● **ACTIVITY**: Copy the data precisely, keeping every character.

● **INFORMATION SUPPLIED**:
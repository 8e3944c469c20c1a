//! Leaderboard Ranker.
//!
//! Rebuilds ranked snapshots from committed ledger rows. Each run replaces
//! one (kind, period, bucket) snapshot wholesale, so entities that dropped
//! out of the bucket disappear and a failed run leaves the old snapshot in
//! place.

use std::collections::HashMap;
use std::sync::Arc;

use chrono::{DateTime, Utc};
use tracing::{debug, error, info};

use crate::error::Result;
use crate::interfaces::Directory;
use crate::model::{
    Amount, GroupTotal, Leaderboard, LeaderboardEntry, LeaderboardKey, LeaderboardKind,
    PeriodKind,
};
use crate::storage::{DonationFilter, GroupBy, LeaderboardStore, LedgerStore};

/// Outcome of a full recompute pass.
#[derive(Debug, Clone, Default, PartialEq, Eq)]
pub struct RecomputeSummary {
    /// Snapshots replaced.
    pub snapshots: usize,
    /// Entries written across all snapshots.
    pub entries: usize,
    /// Keys whose run failed and kept their previous snapshot.
    pub failed: Vec<LeaderboardKey>,
}

/// Ranked totals for one entity before ranks are assigned.
struct Standing {
    entity_id: String,
    entity_name: Option<String>,
    total_amount: Amount,
    donation_count: i64,
}

/// Computes and serves leaderboard snapshots.
pub struct LeaderboardRanker {
    ledger: Arc<dyn LedgerStore>,
    leaderboards: Arc<dyn LeaderboardStore>,
    directory: Arc<dyn Directory>,
    /// Guest sentinel, left off donor leaderboards.
    ignored_donor: Option<String>,
}

impl LeaderboardRanker {
    pub fn new(
        ledger: Arc<dyn LedgerStore>,
        leaderboards: Arc<dyn LeaderboardStore>,
        directory: Arc<dyn Directory>,
        ignored_donor: Option<String>,
    ) -> Self {
        Self {
            ledger,
            leaderboards,
            directory,
            ignored_donor,
        }
    }

    /// Recompute and atomically replace the snapshot at `key`.
    pub async fn recompute(
        &self,
        key: LeaderboardKey,
        now: DateTime<Utc>,
    ) -> Result<Vec<LeaderboardEntry>> {
        let filter = DonationFilter::completed()
            .within(key.period.window(key.bucket_date))
            .ignoring_donor(self.ignored_donor.as_deref());

        let mut standings = match key.kind {
            LeaderboardKind::Donor => self
                .ledger
                .group_totals(GroupBy::Donor, &filter)
                .await?
                .into_iter()
                .map(Standing::unnamed)
                .collect(),
            LeaderboardKind::Region => self.region_standings(&filter).await?,
            LeaderboardKind::School => self.school_standings(&filter).await?,
        };
        standings.sort_by(|a, b| {
            b.total_amount
                .cmp(&a.total_amount)
                .then_with(|| a.entity_id.cmp(&b.entity_id))
        });

        let previous = match key.previous() {
            Some(previous) => self.leaderboards.ranks(&previous).await?,
            None => HashMap::new(),
        };

        let entries: Vec<LeaderboardEntry> = standings
            .into_iter()
            .zip(1..)
            .map(|(standing, rank)| LeaderboardEntry {
                kind: key.kind,
                period: key.period,
                bucket_date: key.bucket_date,
                rank,
                rank_change: previous
                    .get(&standing.entity_id)
                    .map_or(0, |previous_rank| previous_rank - rank),
                entity_id: standing.entity_id,
                entity_name: standing.entity_name,
                total_amount: standing.total_amount,
                donation_count: standing.donation_count,
                updated_at: now,
            })
            .collect();

        self.leaderboards.replace_snapshot(&key, &entries).await?;

        debug!(key = %key, entries = entries.len(), "Leaderboard snapshot replaced");
        Ok(entries)
    }

    /// Recompute every kind and period for the buckets containing `now`.
    ///
    /// A failing key is logged and skipped; the others still run.
    pub async fn recompute_all(&self, now: DateTime<Utc>) -> RecomputeSummary {
        let mut summary = RecomputeSummary::default();

        for kind in LeaderboardKind::ALL {
            for period in PeriodKind::ALL {
                let key = LeaderboardKey::new(kind, period, now.date_naive());
                match self.recompute(key, now).await {
                    Ok(entries) => {
                        summary.snapshots += 1;
                        summary.entries += entries.len();
                    }
                    Err(e) => {
                        error!(key = %key, error = %e, "Leaderboard recompute failed");
                        summary.failed.push(key);
                    }
                }
            }
        }

        info!(
            snapshots = summary.snapshots,
            entries = summary.entries,
            failed = summary.failed.len(),
            "Leaderboards recomputed"
        );
        summary
    }

    /// One page of the current snapshot for `kind` and `period`.
    pub async fn page(
        &self,
        kind: LeaderboardKind,
        period: PeriodKind,
        limit: u64,
        offset: u64,
        now: DateTime<Utc>,
    ) -> Result<Leaderboard> {
        let key = LeaderboardKey::new(kind, period, now.date_naive());
        let (total_entries, entries) = self.leaderboards.page(&key, limit, offset).await?;
        Ok(Leaderboard {
            kind,
            period,
            bucket_date: key.bucket_date,
            total_entries,
            entries,
        })
    }

    /// An entity's row in the current snapshot, if it is ranked.
    pub async fn ranking(
        &self,
        kind: LeaderboardKind,
        entity_id: &str,
        period: PeriodKind,
        now: DateTime<Utc>,
    ) -> Result<Option<LeaderboardEntry>> {
        let key = LeaderboardKey::new(kind, period, now.date_naive());
        Ok(self.leaderboards.entry(&key, entity_id).await?)
    }

    async fn region_standings(&self, filter: &DonationFilter) -> Result<Vec<Standing>> {
        let groups = self.ledger.group_totals(GroupBy::Region, filter).await?;
        let mut standings = Vec::with_capacity(groups.len());
        for group in groups {
            let name = self
                .directory
                .region(&group.entity_id)
                .await?
                .map(|region| region.name);
            standings.push(Standing {
                entity_name: name,
                ..Standing::unnamed(group)
            });
        }
        Ok(standings)
    }

    /// Child totals folded into their schools. Children without a school are
    /// left out.
    async fn school_standings(&self, filter: &DonationFilter) -> Result<Vec<Standing>> {
        let groups = self.ledger.group_totals(GroupBy::Child, filter).await?;
        let mut schools: HashMap<String, (Amount, i64)> = HashMap::new();
        for group in groups {
            let school = self
                .directory
                .child(&group.entity_id)
                .await?
                .and_then(|child| child.school);
            let Some(school) = school else {
                continue;
            };
            let totals = schools.entry(school).or_insert((Amount::ZERO, 0));
            totals.0 = totals.0 + group.total_amount;
            totals.1 += group.donation_count;
        }

        Ok(schools
            .into_iter()
            .map(|(school, (total_amount, donation_count))| Standing {
                entity_name: Some(school.clone()),
                entity_id: school,
                total_amount,
                donation_count,
            })
            .collect())
    }
}

impl Standing {
    fn unnamed(group: GroupTotal) -> Self {
        Self {
            entity_id: group.entity_id,
            entity_name: None,
            total_amount: group.total_amount,
            donation_count: group.donation_count,
        }
    }
}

● **SOLUTION FOR THIS PROBLEM**:
repository 8e3944c469c20c1a
//! Leaderboard Ranker.
//!
//! Rebuilds ranked snapshots from committed ledger rows. Each run replaces
//! one (kind, period, bucket) snapshot wholesale, so entities that dropped
//! out of the bucket disappear and a failed run leaves the old snapshot in
//! place.

use std::collections::HashMap;
use std::sync::Arc;

use chrono::{DateTime, Utc};
use tracing::{debug, error, info};

use crate::error::Result;
use crate::interfaces::Directory;
use crate::model::{
    Amount, GroupTotal, Leaderboard, LeaderboardEntry, LeaderboardKey, LeaderboardKind,
    PeriodKind,
};
use crate::storage::{DonationFilter, GroupBy, LeaderboardStore, LedgerStore};

/// Outcome of a full recompute pass.
#[derive(Debug, Clone, Default, PartialEq, Eq)]
pub struct RecomputeSummary {
    /// Snapshots replaced.
    pub snapshots: usize,
    /// Entries written across all snapshots.
    pub entries: usize,
    /// Keys whose run failed and kept their previous snapshot.
    pub failed: Vec<LeaderboardKey>,
}

/// Ranked totals for one entity before ranks are assigned.
struct Standing {
    entity_id: String,
    entity_name: Option<String>,
    total_amount: Amount,
    donation_count: i64,
}

/// Computes and serves leaderboard snapshots.
pub struct LeaderboardRanker {
    ledger: Arc<dyn LedgerStore>,
    leaderboards: Arc<dyn LeaderboardStore>,
    directory: Arc<dyn Directory>,
    /// Guest sentinel, left off donor leaderboards.
    ignored_donor: Option<String>,
}

impl LeaderboardRanker {
    pub fn new(
        ledger: Arc<dyn LedgerStore>,
        leaderboards: Arc<dyn LeaderboardStore>,
        directory: Arc<dyn Directory>,
        ignored_donor: Option<String>,
    ) -> Self {
        Self {
            ledger,
            leaderboards,
            directory,
            ignored_donor,
        }
    }

    /// Recompute and atomically replace the snapshot at `key`.
    pub async fn recompute(
        &self,
        key: LeaderboardKey,
        now: DateTime<Utc>,
    ) -> Result<Vec<LeaderboardEntry>> {
        let filter = DonationFilter::completed()
            .within(key.period.window(key.bucket_date))
            .ignoring_donor(self.ignored_donor.as_deref());

        let mut standings = match key.kind {
            LeaderboardKind::Donor => self
                .ledger
                .group_totals(GroupBy::Donor, &filter)
                .await?
                .into_iter()
                .map(Standing::unnamed)
                .collect(),
            LeaderboardKind::Region => self.region_standings(&filter).await?,
            LeaderboardKind::School => self.school_standings(&filter).await?,
        };
        standings.sort_by(|a, b| {
            b.total_amount
                .cmp(&a.total_amount)
                .then_with(|| a.entity_id.cmp(&b.entity_id))
        });

        let previous = match key.previous() {
            Some(previous) => self.leaderboards.ranks(&previous).await?,
            None => HashMap::new(),
        };

        let entries: Vec<LeaderboardEntry> = standings
            .into_iter()
            .zip(1..)
            .map(|(standing, rank)| LeaderboardEntry {
                kind: key.kind,
                period: key.period,
                bucket_date: key.bucket_date,
                rank,
                rank_change: previous
                    .get(&standing.entity_id)
                    .map_or(0, |previous_rank| previous_rank - rank),
                entity_id: standing.entity_id,
                entity_name: standing.entity_name,
                total_amount: standing.total_amount,
                donation_count: standing.donation_count,
                updated_at: now,
            })
            .collect();

        self.leaderboards.replace_snapshot(&key, &entries).await?;

        debug!(key = %key, entries = entries.len(), "Leaderboard snapshot replaced");
        Ok(entries)
    }

    /// Recompute every kind and period for the buckets containing `now`.
    ///
    /// A failing key is logged and skipped; the others still run.
    pub async fn recompute_all(&self, now: DateTime<Utc>) -> RecomputeSummary {
        let mut summary = RecomputeSummary::default();

        for kind in LeaderboardKind::ALL {
            for period in PeriodKind::ALL {
                let key = LeaderboardKey::new(kind, period, now.date_naive());
                match self.recompute(key, now).await {
                    Ok(entries) => {
                        summary.snapshots += 1;
                        summary.entries += entries.len();
                    }
                    Err(e) => {
                        error!(key = %key, error = %e, "Leaderboard recompute failed");
                        summary.failed.push(key);
                    }
                }
            }
        }

        info!(
            snapshots = summary.snapshots,
            entries = summary.entries,
            failed = summary.failed.len(),
            "Leaderboards recomputed"
        );
        summary
    }

    /// One page of the current snapshot for `kind` and `period`.
    pub async fn page(
        &self,
        kind: LeaderboardKind,
        period: PeriodKind,
        limit: u64,
        offset: u64,
        now: DateTime<Utc>,
    ) -> Result<Leaderboard> {
        let key = LeaderboardKey::new(kind, period, now.date_naive());
        let (total_entries, entries) = self.leaderboards.page(&key, limit, offset).await?;
        Ok(Leaderboard {
            kind,
            period,
            bucket_date: key.bucket_date,
            total_entries,
            entries,
        })
    }

    /// An entity's row in the current snapshot, if it is ranked.
    pub async fn ranking(
        &self,
        kind: LeaderboardKind,
        entity_id: &str,
        period: PeriodKind,
        now: DateTime<Utc>,
    ) -> Result<Option<LeaderboardEntry>> {
        let key = LeaderboardKey::new(kind, period, now.date_naive());
        Ok(self.leaderboards.entry(&key, entity_id).await?)
    }

    async fn region_standings(&self, filter: &DonationFilter) -> Result<Vec<Standing>> {
        let groups = self.ledger.group_totals(GroupBy::Region, filter).await?;
        let mut standings = Vec::with_capacity(groups.len());
        for group in groups {
            let name = self
                .directory
                .region(&group.entity_id)
                .await?
                .map(|region| region.name);
            standings.push(Standing {
                entity_name: name,
                ..Standing::unnamed(group)
            });
        }
        Ok(standings)
    }

    /// Child totals folded into their schools. Children without a school are
    /// left out.
    async fn school_standings(&self, filter: &DonationFilter) -> Result<Vec<Standing>> {
        let groups = self.ledger.group_totals(GroupBy::Child, filter).await?;
        let mut schools: HashMap<String, (Amount, i64)> = HashMap::new();
        for group in groups {
            let school = self
                .directory
                .child(&group.entity_id)
                .await?
                .and_then(|child| child.school);
            let Some(school) = school else {
                continue;
            };
            let totals = schools.entry(school).or_insert((Amount::ZERO, 0));
            totals.0 = totals.0 + group.total_amount;
            totals.1 += group.donation_count;
        }

        Ok(schools
            .into_iter()
            .map(|(school, (total_amount, donation_count))| Standing {
                entity_name: Some(school.clone()),
                entity_id: school,
                total_amount,
                donation_count,
            })
            .collect())
    }
}

impl Standing {
    fn unnamed(group: GroupTotal) -> Self {
        Self {
            entity_id: group.entity_id,
            entity_name: None,
            total_amount: group.total_amount,
            donation_count: group.donation_count,
        }
    }
}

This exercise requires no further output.